As we approach 2020, hundreds of thousands of Australians are struggling to find an affordable home. Those who are out of work or underemployed are struggling to make ends meet. And many older Australians are retiring into poverty. With so many Australians now affected by fires, natural disasters, and the impacts of climate change, it is incumbent on us to make sure they have a safety net that can help them recover and get back on their feet.

It is becoming more and more clear that Australians want action on each of these issues. And in each of these areas, there is more consensus than ever about the action that needs to be taken.
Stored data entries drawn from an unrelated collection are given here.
/// Coloured terminal summary of a scan
use crate::core::{RiskLevel, ScanResult};
use crate::reporter::mask_finding;
use colored::Colorize;

pub struct TerminalReporter {
    max_findings: usize,
    show_context: bool,
}

impl TerminalReporter {
    pub fn new() -> Self {
        Self {
            max_findings: 25,
            show_context: false,
        }
    }

    pub fn max_findings(mut self, max: usize) -> Self {
        self.max_findings = max;
        self
    }

    pub fn show_context(mut self, show: bool) -> Self {
        self.show_context = show;
        self
    }

    fn risk_tag(level: RiskLevel) -> colored::ColoredString {
        match level {
            RiskLevel::Critical => "CRITICAL".red().bold(),
            RiskLevel::High => "HIGH".red(),
            RiskLevel::Medium => "MEDIUM".yellow(),
            RiskLevel::Low => "LOW".green(),
        }
    }

    pub fn report(&self, result: &ScanResult) {
        println!();
        println!("{}", "Scan summary".bold());
        println!("  repository:  {}", result.repository.url);
        println!(
            "  files:       {} discovered, {} scanned, {} skipped",
            result.stats.total_files, result.stats.scanned_files, result.stats.skipped_files
        );
        println!(
            "  duration:    {:.2}s",
            result.duration as f64 / 1_000_000_000.0
        );
        println!("  findings:    {}", result.stats.total_findings);

        for level in ["CRITICAL", "HIGH", "MEDIUM", "LOW"] {
            if let Some(count) = result.stats.findings_by_risk.get(level) {
                println!("    {:10} {}", level, count);
            }
        }

        if !result.findings.is_empty() {
            println!();
            println!("{}", "Findings".bold());

            let mut sorted: Vec<_> = result.findings.iter().collect();
            sorted.sort_by(|a, b| b.risk_level.cmp(&a.risk_level));

            for finding in sorted.iter().take(self.max_findings) {
                println!(
                    "  [{}] {} {} at {}:{}:{} ({})",
                    Self::risk_tag(finding.risk_level),
                    finding.pi_type.tag().bold(),
                    mask_finding(finding),
                    finding.file,
                    finding.line,
                    finding.column,
                    finding.detector_name
                );
                if self.show_context && !finding.context_before.is_empty() {
                    println!("      ...{}", finding.context_before.trim_start());
                }
            }

            if result.findings.len() > self.max_findings {
                println!(
                    "  ... and {} more (see the JSON artefact)",
                    result.findings.len() - self.max_findings
                );
            }
        }

        if !result.errors.is_empty() {
            println!();
            println!("{} {} file error(s)", "!".yellow(), result.errors.len());
        }

        println!();
    }
}

impl Default for TerminalReporter {
    fn default() -> Self {
        Self::new()
    }
}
More must be done to create jobs and help people participate. All sides of politics have recognised that changes are needed to the Jobactive network. But that recognition has not yet led to action. And as we all know, even a better system will not change the fact that too many people are competing for too few jobs – something that we again found in this year’s Jobs Availability Snapshot. It is past time for Government to invest in direct job creation programs.
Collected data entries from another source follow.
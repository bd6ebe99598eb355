// Module exports for CLI subcommands
//
// Each module handles one subcommand. main.rs parses arguments and dispatches
// to these handlers.

pub mod parts;
pub mod performance;
pub mod validate;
Paid work is only part of the story. Over 800,000 people who rely on income support are struggling daily to afford basic essentials like a roof over their head and food on their table. That includes parents, carers, people with disabilities, students, and those who have been locked out of paid work. 
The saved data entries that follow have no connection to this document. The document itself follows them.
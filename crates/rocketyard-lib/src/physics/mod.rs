//! Flight-performance calculations.
//!
//! - [`engine`] - Per-engine figures and altitude-dependent interpolation
//! - [`constants`] - Reference-body defaults
//!
//! Every function is pure: inputs are plain slices and numbers, constants
//! come from [`PhysicsConfig`], and degenerate inputs (no engines, no mass,
//! no fuel) yield `0.0` rather than an error, so callers can display figures
//! for half-built rockets.
//!
//! # Example
//!
//! ```
//! use rocketyard_lib::catalog::PartCategory;
//! use rocketyard_lib::config::PhysicsConfig;
//! use rocketyard_lib::physics::{calculate_delta_v, EngineStats, MassProfile};
//!
//! let config = PhysicsConfig::default();
//! let tank = MassProfile::new(PartCategory::FuelTanks, 1_000.0, 5_000.0);
//! let engine = EngineStats::new(215_000.0, 320.0, 250.0);
//!
//! let delta_v = calculate_delta_v(&[tank], &[engine], 5_000.0, 80_000.0, &config);
//! assert!((delta_v - 320.0 * 9.81 * 5.0_f64.ln()).abs() < 1.0);
//! ```

pub mod constants;
pub mod engine;

pub use engine::{atmosphere_ratio, effective_isp, is_vacuum, local_gravity, EngineStats};

use serde::{Deserialize, Serialize};

use crate::catalog::{PartCategory, PartDefinition};
use crate::config::PhysicsConfig;

use constants::EXCESS_DELTA_V_ALTITUDE_FACTOR;

/// Mass figures of one placed part, as seen by the delta-v calculation.
#[derive(Debug, Clone, Copy, PartialEq, Serialize, Deserialize)]
pub struct MassProfile {
    pub category: PartCategory,
    pub dry_mass: f64,
    pub wet_mass: f64,
}

impl MassProfile {
    pub fn new(category: PartCategory, dry_mass: f64, wet_mass: f64) -> Self {
        Self {
            category,
            dry_mass,
            wet_mass,
        }
    }

    pub fn of(part: &PartDefinition) -> Self {
        Self::new(part.category, part.mass.dry, part.mass.wet)
    }

    /// Mass this part contributes once all propellant is spent. Only
    /// fuel-tank-like parts shed mass; everything else keeps its full mass.
    pub fn burnout_mass(&self) -> f64 {
        if self.category.is_fuel_tank_like() {
            self.dry_mass
        } else {
            self.wet_mass
        }
    }
}

/// Summed burnout mass across `parts`.
pub fn dry_mass(parts: &[MassProfile]) -> f64 {
    parts.iter().map(MassProfile::burnout_mass).sum()
}

/// Thrust-weighted average ISP across engines at `altitude`, together with
/// the total thrust it was weighted by.
fn weighted_isp(engines: &[EngineStats], altitude: f64, config: &PhysicsConfig) -> (f64, f64) {
    let vacuum = is_vacuum(altitude, config);
    let mut total_thrust = 0.0;
    let mut weighted = 0.0;

    for engine in engines {
        let (thrust, isp) = if vacuum {
            (engine.thrust_vacuum, engine.isp_vacuum)
        } else {
            let isp = effective_isp(engine, altitude, config);
            let thrust = if engine.isp_vacuum > 0.0 {
                engine.thrust_vacuum * (isp / engine.isp_vacuum)
            } else {
                0.0
            };
            (thrust, isp)
        };
        total_thrust += thrust;
        weighted += thrust * isp;
    }

    if total_thrust > 0.0 {
        (weighted / total_thrust, total_thrust)
    } else {
        (0.0, 0.0)
    }
}

/// Tsiolkovsky delta-v in m/s for a rocket of `total_mass` kilograms.
///
/// Burnout mass is derived from `parts` (see [`MassProfile::burnout_mass`]);
/// `total_mass` includes payload. Returns `0.0` without engines, without
/// burnable fuel or with a non-positive dry mass.
pub fn calculate_delta_v(
    parts: &[MassProfile],
    engines: &[EngineStats],
    total_mass: f64,
    altitude: f64,
    config: &PhysicsConfig,
) -> f64 {
    if engines.is_empty() {
        return 0.0;
    }

    let (isp, _) = weighted_isp(engines, altitude, config);
    let dry = dry_mass(parts);
    let fuel = total_mass - dry;
    if fuel <= 0.0 || dry <= 0.0 {
        return 0.0;
    }

    isp * config.reference_body.gravity * (total_mass / dry).ln()
}

/// Thrust-to-weight ratio at `altitude`.
///
/// Below the atmosphere boundary each engine's vacuum thrust is scaled by
/// `isp_sea_level / isp_vacuum` regardless of altitude. This differs from the
/// interpolated scaling used by [`calculate_delta_v`] and is kept as-is.
pub fn calculate_twr(
    engines: &[EngineStats],
    total_mass: f64,
    altitude: f64,
    config: &PhysicsConfig,
) -> f64 {
    if engines.is_empty() || total_mass <= 0.0 {
        return 0.0;
    }

    let vacuum = is_vacuum(altitude, config);
    let total_thrust: f64 = engines
        .iter()
        .map(|engine| {
            if vacuum {
                engine.thrust_vacuum
            } else if engine.isp_vacuum > 0.0 {
                engine.thrust_vacuum * (engine.isp_sea_level / engine.isp_vacuum)
            } else {
                0.0
            }
        })
        .sum();

    let gravity = local_gravity(altitude, config);
    if gravity <= 0.0 {
        return 0.0;
    }
    total_thrust / (total_mass * gravity)
}

/// Seconds until `fuel_mass` kilograms are exhausted with every engine at
/// full throttle. See [`EngineStats::mass_flow`].
pub fn calculate_burn_time(engines: &[EngineStats], fuel_mass: f64, config: &PhysicsConfig) -> f64 {
    if engines.is_empty() || fuel_mass <= 0.0 {
        return 0.0;
    }

    let g0 = config.reference_body.gravity;
    let total_flow: f64 = engines.iter().map(|engine| engine.mass_flow(g0)).sum();

    if total_flow <= 0.0 {
        return 0.0;
    }
    fuel_mass / total_flow
}

/// Delta-v per kilogram of rocket.
pub fn calculate_efficiency(delta_v: f64, total_mass: f64) -> f64 {
    if total_mass <= 0.0 {
        return 0.0;
    }
    delta_v / total_mass
}

/// Rough apoapsis estimate in metres.
///
/// A rocket that cannot lift off (`initial_twr < 1`) reaches nothing. Below
/// the orbital requirement the estimate scales linearly up to the atmosphere
/// height; at or above it, the low-orbit altitude plus
/// [`EXCESS_DELTA_V_ALTITUDE_FACTOR`] metres per surplus m/s.
pub fn estimate_max_height(delta_v: f64, initial_twr: f64, config: &PhysicsConfig) -> f64 {
    if delta_v <= 0.0 || initial_twr <= 0.0 || initial_twr < 1.0 {
        return 0.0;
    }

    let body = &config.reference_body;
    let required = body.required_orbital_delta_v();
    if required <= 0.0 || delta_v >= required {
        return body.low_orbit_altitude + (delta_v - required) * EXCESS_DELTA_V_ALTITUDE_FACTOR;
    }
    body.atmosphere_height * (delta_v / required)
}

/// All performance figures for one rocket configuration.
#[derive(Debug, Clone, Copy, PartialEq, Default, Serialize, Deserialize)]
#[serde(rename_all = "camelCase")]
pub struct PerformanceReport {
    pub delta_v: f64,
    pub twr: f64,
    pub burn_time: f64,
    pub efficiency: f64,
    pub estimated_max_height: f64,
    pub total_mass: f64,
    pub dry_mass: f64,
    pub fuel_mass: f64,
}

/// Compose every calculation for `total_mass` kilograms at `altitude`.
pub fn performance_summary(
    parts: &[MassProfile],
    engines: &[EngineStats],
    total_mass: f64,
    altitude: f64,
    config: &PhysicsConfig,
) -> PerformanceReport {
    let dry = dry_mass(parts);
    let fuel = (total_mass - dry).max(0.0);
    let delta_v = calculate_delta_v(parts, engines, total_mass, altitude, config);
    let twr = calculate_twr(engines, total_mass, altitude, config);

    PerformanceReport {
        delta_v,
        twr,
        burn_time: calculate_burn_time(engines, fuel, config),
        efficiency: calculate_efficiency(delta_v, total_mass),
        estimated_max_height: estimate_max_height(delta_v, twr, config),
        total_mass,
        dry_mass: dry,
        fuel_mass: fuel,
    }
}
People cannot pursue a better life if they are forced to make tough choices between eating a meal and paying a bill, buying shoes for their children and filling prescription. And they cannot look for work if they are homeless and hungry.

Our safety net has become a poverty trap, with rates of Newstart frozen at dangerously low levels for 25 years. One-off payments and tax cuts will not lift people out of poverty – we know that raising the rates of these payments is the most powerful step that any government could take to reduce poverty in Australia. In 2019, we’ve seen unprecedented support to make that happen. Now that we’ve put this issue on the agenda, we cannot allow it to fall from public view.

Another key part of our safety net, the National Disability Insurance Scheme, is in need of serious attention. Yet this year’s Federal Budget surplus was funded off the back of underspending in the Scheme. We cannot afford to keep this up – problems with the Scheme have now been acknowledged by all sides of politics. Whether we see real action in the coming years remains to be seen.

And of course, we’ve seen a big contradiction in how political leaders are dealing with aged care. Both the Government and Opposition supported calling the aged care Royal Commission – itself an act of recognition of the issues facing the sector. Older people should not have to wait for a report to be handed down when we already know that there steps we could be taking now. We need to clear the home care waiting list, tackle workforce challenges, and build a sustainable funding model for aged care. We also need to set money aside so we can act on the Royal Commission’s recommendations once they are handed down. It’s only a matter of time before these issues become too urgent to ignore.

Housing has been another frustrating aspect of public debate this year. Everyone agrees that a home is a basic human need, and nobody doubts that we’ve been in the midst of a crisis for years. Yet even those working full-time are struggling to put a roof over their heads. Our Rental Affordability Snapshot, released early in April, shows the depth of this crisis. We must stop Australia from becoming a country where only the very wealthy can avoid housing stress.

A home, a decent income, and dignity in old age are things that everyone deserves. Each of these areas is critical to making life better for all Australians – and to delivering on the fair go that our leaders have been touting this year.

In 2019, we managed to put these issues on the agenda. Our challenge now is to make sure we get action.